Yarmouth Mariners (MHL)

One of the first teams to qualify for the Centennial Cup, the Mariners swept their way through the MHL Playoffs with a perfect 12-0 record after an impressive 41-9-2-0 regular season. Yarmouth split their first eight games of the year, so after that they were 37-5-2-0, and they lost just four times in the final 48 contests. The playoff sweep gave the Mariners their first league title since 2019. Yarmouth outscored its opponents, 58-24, in the postseason, with nine players scoring more than 10 points in the 12 games. Reilly Mayne and Ryan Semple led the playoff scoring with 18 points each, while goalie Joey Lovullo posted a 1.80 GAA and .939 save percentage in 10 appearances o earn MVP honors.


Here is how they advanced to the Centennial Cup (courtesy of Hockey Canada):

MHL Playoffs
Quarterfinal: defeated Pictou County 4-0 (6-0, 5-3, 5-3, 5-4 OT)
Semifinal: defeated Truro 4-0 (7-1, 5-0, 4-2, 5-2)
MHL championship: defeated Edmundston 4-0 (1-0, 7-5, 3-2, 5-1)



Record (W-L-OTL-SOL): 41-9-2-0 (1st in MHL)
Goals for: 230 (3rd in MHL)
Goals against: 132 (1st in MHL)
Power play: 50 for 204 (24.5% – 5th in MHL)
Penalty killing: 185 of 215 (86% – 7th in MHL)
Longest winning streak: 12 (Dec. 10-Feb. 2)

Top 3 scorers:
• Nathan Kelly – 23G 48A 71P (11th in MHL)
• Reilly Mayne – 29G 37A 66P (19th in MHL)
• Ryan Semple – 25G 39A 59P (22nd in MHL)

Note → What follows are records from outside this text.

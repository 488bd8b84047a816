//! Error types and handling infrastructure for cwtail.
//!
//! This module provides a centralized error handling system using `thiserror` for
//! library error types. The binary adds context with `anyhow` at the composition root.
//!
//! ## Design Principles
//!
//! - **User-friendly messages**: Errors should say what input was rejected
//! - **Startup vs steady state**: Parser and resolver errors only happen before tailing starts
//! - **Exit codes**: Every error knows which process exit status it maps to

use std::path::PathBuf;
use thiserror::Error;

/// The main error type for cwtail operations.
#[derive(Error, Debug)]
pub enum CwtailError {
    /// `--since`/`--to` matched neither the duration grammar nor the absolute format
    #[error("Invalid duration or timestamp '{input}': {reason}")]
    InvalidDuration { input: String, reason: String },

    /// Substring search over the log group catalog found nothing
    #[error("No log groups found matching '{identifier}'")]
    NoMatch { identifier: String },

    /// Operator answered the disambiguation prompt with something unusable
    #[error("Invalid selection '{input}': expected a number between 0 and {max}")]
    InvalidSelection { input: String, max: usize },

    /// `-s` named a log set that the configuration does not define
    #[error("Log set '{name}' not found in configuration")]
    UnknownLogSet { name: String },

    /// Conflicting or malformed command line arguments
    #[error("Usage error: {message}")]
    Usage { message: String },

    /// Any failure reported by the log backend (auth, throttling, pagination, transport)
    #[error("Backend request failed: {message}")]
    Backend { message: String },

    /// Configuration file exists (or was named explicitly) but could not be read
    #[error("Failed to read configuration file {path}")]
    ConfigRead {
        path: PathBuf,
        #[source]
        source: std::io::Error,
    },

    /// Configuration file is not valid JSON for the log set schema
    #[error("Failed to parse configuration file {path}")]
    ConfigParse {
        path: PathBuf,
        #[source]
        source: serde_json::Error,
    },

    /// Configuration parsed but violates an invariant
    #[error("Invalid configuration: {message}")]
    InvalidConfig { message: String },

    /// Terminal or prompt I/O failures
    #[error("I/O operation failed: {message}")]
    Io {
        message: String,
        #[source]
        source: std::io::Error,
    },
}

/// Standard Result type for cwtail operations.
pub type Result<T> = std::result::Result<T, CwtailError>;

impl CwtailError {
    /// Create an InvalidDuration error for the rejected input
    pub fn invalid_duration(input: impl Into<String>, reason: impl Into<String>) -> Self {
        Self::InvalidDuration {
            input: input.into(),
            reason: reason.into(),
        }
    }

    /// Create a Backend error with a descriptive message
    pub fn backend(message: impl Into<String>) -> Self {
        Self::Backend {
            message: message.into(),
        }
    }

    /// Create a Usage error with a descriptive message
    pub fn usage(message: impl Into<String>) -> Self {
        Self::Usage {
            message: message.into(),
        }
    }

    /// Create an InvalidConfig error with a descriptive message
    pub fn invalid_config(message: impl Into<String>) -> Self {
        Self::InvalidConfig {
            message: message.into(),
        }
    }

    /// Create an Io error from an io::Error with additional context
    pub fn io(message: impl Into<String>, source: std::io::Error) -> Self {
        Self::Io {
            message: message.into(),
            source,
        }
    }

    /// Process exit status for this error
    pub fn exit_code(&self) -> i32 {
        match self {
            Self::Usage { .. } => 2,
            _ => 1,
        }
    }
}

impl From<std::io::Error> for CwtailError {
    fn from(err: std::io::Error) -> Self {
        Self::Io {
            message: "terminal I/O failed".to_string(),
            source: err,
        }
    }
}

Kam River Fighting Walleye (SIJHL)

After racing through the SIJHL regular season to the tune of a sparkling 40-11-1-1 record to earn a bye into the league semifinals, the Walleye found themselves down two games to none against the Thunder Bay North Stars in the league finals after beating the Wisconsin Lumberjacks in five games to get there. Not only would Kam River have to come back, but they would need to do it on the road. The Walleye did in fact rally for a 5-2 victory in Game 3 and a double-overtime win in Game 4 to even the series. They split the next two games but claimed a thrilling 5-4 victory at home in Game 7 to earn their first trip to the Centennial Cup. Goalie Eric Vanska led the league with 27 wins, while Jeremy Dunmore, Ethan Lang and Jack Cook each recorded more than 50 points. Defenseman Max Leduc potted 18 goals from the blue line and dished out 27 assists.

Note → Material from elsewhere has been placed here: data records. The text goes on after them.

//! Log set configuration.
//!
//! The configuration is a JSON document mapping a log set name to its member targets:
//!
//! ```json
//! {
//!   "checkout": {
//!     "log_groups": [
//!       { "name": "/aws/lambda/checkout-api", "alias": "api" },
//!       { "name": "/aws/lambda/checkout-worker", "alias": "worker" }
//!     ]
//!   }
//! }
//! ```
//!
//! Implicit configuration files are optional; an explicitly named one must exist.

use crate::error::{CwtailError, Result};
use crate::event::{LogSet, LogTarget};
use serde::Deserialize;
use std::collections::{BTreeMap, HashSet};
use std::path::{Path, PathBuf};

/// File name looked up beside the executable
pub const CONFIG_FILE_NAME: &str = ".cwtail_config.json";

#[derive(Debug, Deserialize)]
struct RawLogSet {
    log_groups: Vec<LogTarget>,
}

/// All log sets known to this run. Read-only once loaded.
#[derive(Debug, Clone, Default)]
pub struct Config {
    log_sets: BTreeMap<String, LogSet>,
    source: Option<PathBuf>,
}

impl Config {
    /// Parse and validate a configuration document
    pub fn from_json(json: &str, path: &Path) -> Result<Self> {
        let raw: BTreeMap<String, RawLogSet> =
            serde_json::from_str(json).map_err(|source| CwtailError::ConfigParse {
                path: path.to_path_buf(),
                source,
            })?;

        let mut log_sets = BTreeMap::new();
        for (name, raw_set) in raw {
            let mut seen = HashSet::new();
            for target in &raw_set.log_groups {
                if !seen.insert(target.name.as_str()) {
                    return Err(CwtailError::invalid_config(format!(
                        "log set '{}' lists '{}' more than once",
                        name, target.name
                    )));
                }
            }
            let set = LogSet {
                name: name.clone(),
                targets: raw_set.log_groups,
            };
            log_sets.insert(name, set);
        }

        Ok(Self {
            log_sets,
            source: Some(path.to_path_buf()),
        })
    }

    /// Load from a path that must exist
    pub fn load(path: &Path) -> Result<Self> {
        log::debug!("Loading log set configuration from {}", path.display());
        let json = std::fs::read_to_string(path).map_err(|source| CwtailError::ConfigRead {
            path: path.to_path_buf(),
            source,
        })?;
        Self::from_json(&json, path)
    }

    /// Load the first existing file among `candidates`; none existing means no log sets.
    pub fn load_first_existing(candidates: &[PathBuf]) -> Result<Self> {
        match candidates.iter().find(|path| path.is_file()) {
            Some(path) => Self::load(path),
            None => {
                log::debug!("No configuration file found, no log sets defined");
                Ok(Self::default())
            }
        }
    }

    /// Load `explicit` when given, otherwise search the default locations
    pub fn discover(explicit: Option<&Path>) -> Result<Self> {
        match explicit {
            Some(path) => Self::load(path),
            None => Self::load_first_existing(&default_locations()),
        }
    }

    /// Look up a log set by name
    pub fn log_set(&self, name: &str) -> Option<&LogSet> {
        self.log_sets.get(name)
    }

    /// Names of all configured log sets, sorted
    pub fn log_set_names(&self) -> impl Iterator<Item = &str> {
        self.log_sets.keys().map(String::as_str)
    }

    /// File this configuration was read from, if any
    pub fn source(&self) -> Option<&Path> {
        self.source.as_deref()
    }
}

/// Implicit configuration locations, in lookup order.
pub fn default_locations() -> Vec<PathBuf> {
    let mut locations = Vec::new();
    if let Some(dir) = std::env::current_exe()
        .ok()
        .and_then(|exe| exe.canonicalize().ok())
        .and_then(|exe| exe.parent().map(Path::to_path_buf))
    {
        locations.push(dir.join(CONFIG_FILE_NAME));
    }
    if let Some(dir) = dirs::config_dir() {
        locations.push(dir.join("cwtail").join("config.json"));
    }
    locations
}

Here is how they advanced to the Centennial Cup (courtesy of Hockey Canada):

SIJHL Playoffs
Semifinal: defeated Wisconsin 4-1 (10-2, 4-2, 10-2, 2-3 OT, 4-1)
NOJHL championship: defeated Thunder Bay 4-3 (3-4, 2-3 OT, 5-2, 6-5 2OT, 4-3, 2-6, 5-4)

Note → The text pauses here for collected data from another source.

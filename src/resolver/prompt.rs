//! Interactive disambiguation on the console.

use crate::error::{CwtailError, Result};
use crate::event::LogTarget;
use crate::resolver::Chooser;
use ratatui::crossterm::{
    queue,
    style::{Color, Print, ResetColor, SetForegroundColor},
};
use std::io::{self, BufRead, Write};

const QUESTION: &str = "Which log group would you like to tail? ";

/// Lists candidates as `[index] name` and reads the answer from a line-oriented reader
pub struct ConsoleChooser<R, W> {
    input: R,
    output: W,
}

impl ConsoleChooser<io::BufReader<io::Stdin>, io::Stderr> {
    /// Prompt on stderr so that stdout only ever carries log events
    pub fn stdio() -> Self {
        Self::new(io::BufReader::new(io::stdin()), io::stderr())
    }
}

impl<R: BufRead, W: Write> ConsoleChooser<R, W> {
    pub fn new(input: R, output: W) -> Self {
        Self { input, output }
    }

    fn write_candidates(&mut self, candidates: &[LogTarget]) -> io::Result<()> {
        for (index, candidate) in candidates.iter().enumerate() {
            queue!(
                self.output,
                SetForegroundColor(Color::Cyan),
                Print(format!("[{index}] ")),
                SetForegroundColor(Color::Green),
                Print(&candidate.name),
                ResetColor,
                Print("\n"),
            )?;
        }
        queue!(self.output, Print(QUESTION))?;
        self.output.flush()
    }
}

impl<R, W> Chooser for ConsoleChooser<R, W>
where
    R: BufRead + Send,
    W: Write + Send,
{
    fn choose(&mut self, candidates: &[LogTarget]) -> Result<String> {
        self.write_candidates(candidates)
            .map_err(|e| CwtailError::io("failed to write selection prompt", e))?;

        let mut answer = String::new();
        self.input
            .read_line(&mut answer)
            .map_err(|e| CwtailError::io("failed to read selection", e))?;
        Ok(answer)
    }
}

Record (W-L-OTL-SOL): 4011-1-1 (1st in SIJHL)
Goals for: 225 (2nd in SIJHL)
Goals against: 143 (1st in SIJHL)
Power play: 47 of 225 (20.9% –2nd in SIJHL)
Penalty killing: 229 of 266 (86.1% – 2nd in SIJHL)
Longest winning streak: 10 (Jan. 27-Feb. 18)

Top 3 scorers:
• Jeremy Dunmore – 19G 38A 58P (T-2nd in SIJHL)
• Ethan Lang – 18G 36A 54P (T-4th in SIJHL)
• Jack Cook – 21G 29A 50P (T-6th in SIJHL)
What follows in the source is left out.